7. A tractor device for locomoting a drilling apparatus
comprising:
a retractable body, said retractable body having a drill attached
to a front drilling end of said retractable body and said
retractable body having at least one piston for longitudinally
extending and retracting for adjusting length of said retractable
body and pressurizing said drill against the forward end of a drill
hole during drilling, said piston being mounted within a slideable
shaft, said slideable shaft interlocking with a housing for
protecting said piston from torque,
a drill stabilizer attached to a rear trailing end of said
retractable body for stabilizing said drill during drilling, said
drill stabilizer being transversely extendable against sidewalls of
the drill hole for securing said retractable body during drilling
and said drill stabilizer being transversely retractable for
allowing movement of said retractable body,
a position stabilizer attached to said front drilling end of said
retractable body, said position stabilizer being transversely
extendable against the sidewalls of the drill hole for periodically
stabilizing said retractable body and said position stabilizer
being transversely retractable for operating said drill when said
drill is secured with said drill stabilizer,
a control means for periodically moving said drill by extending and
retracting said drill stabilizer, extending and retracting said
position stabilizer and adjusting length of said retractable body,
and
a flexible conduit attached to said rear trailing end of said
retractable body for supplying power to said drill and the
tractor.
8. The tractor device of claim 7 wherein at least three hydraulic
pistons are connected to said front drilling end and said rear
trailing end of said retractable body for controlling length of
said retractable body.
9. The tractor device of claim 7 wherein said drill stabilizer
contains at least three transverse shoes for stabilizing and
steering said drill.
10. The tractor device of claim 9 wherein said transverse shoes are
connected to a guidance control device for controlling direction of
said drill.
11. The tractor device of claim 10 wherein a guidance device is
attached to said retractable body for determining path of said
drill.
12. The tractor device of claim 7 wherein said flexible conduit
supplies hydraulic power to the tractor and supplies pneumatic
power through the tractor to said drill.
13. A method of locomoting drilling apparatus comprising the steps
of:
laterally extending a drill stabilizer against a sidewall of a
drill hole to stabilize a tractor in the drill hole, said tractor
having a rear trailing end, a front drilling end and a drill
attached to said front drilling end, said drill stabilizer being
attached to said rear trailing end of said tractor,
longitudinally extending a retractable body to pressurize an
operating drill against the forward end of a drill hole, said
retractable body being connected to said rear trailing end and said
front drilling end of said tractor,
laterally extending a position stabilizer against sidewalls of the
drill hole to secure said drill and retracting said drill
stabilizer to release said rear trailing end of said tractor, said
position stabilizer being connected to said front drilling end of
said tractor,
retracting said retractable body to transport said drill stabilizer
forward into said drill hole, and
laterally extending said drill stabilizer against a forward
position of said sidewall of said drill hole to stabilize said
tractor, retracting said position stabilizer and longitudinally
extending said retractable body to pressurize said drill against
the forward end of a drill hole during operation of said drill.

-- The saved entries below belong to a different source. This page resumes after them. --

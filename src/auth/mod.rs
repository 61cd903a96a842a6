//! Authentication for the portal
//!
//! Provides:
//! - SHA-256 credential digests with constant-structure comparison
//! - Credential mode selection (password or registered phone)
//! - Login by national identifier across camps

pub mod credential;
pub mod login;
pub mod password;

pub use credential::CredentialMode;
pub use login::LoginService;
pub use password::{hash_password, verify_password, MIN_PASSWORD_LEN};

14. The method of claim 13 including the additional step of
directionally extending said drill stabilizer to guide said
drill.
15. The method of claim 13 including the additional step of
locating cracks and voids with said drill stabilizer and said
position stabilizer.
16. The method of claim 13 wherein said drilling is continuous.
17. The method of claim 13 including the additional step of
rotating said drill with a hydraulic motor.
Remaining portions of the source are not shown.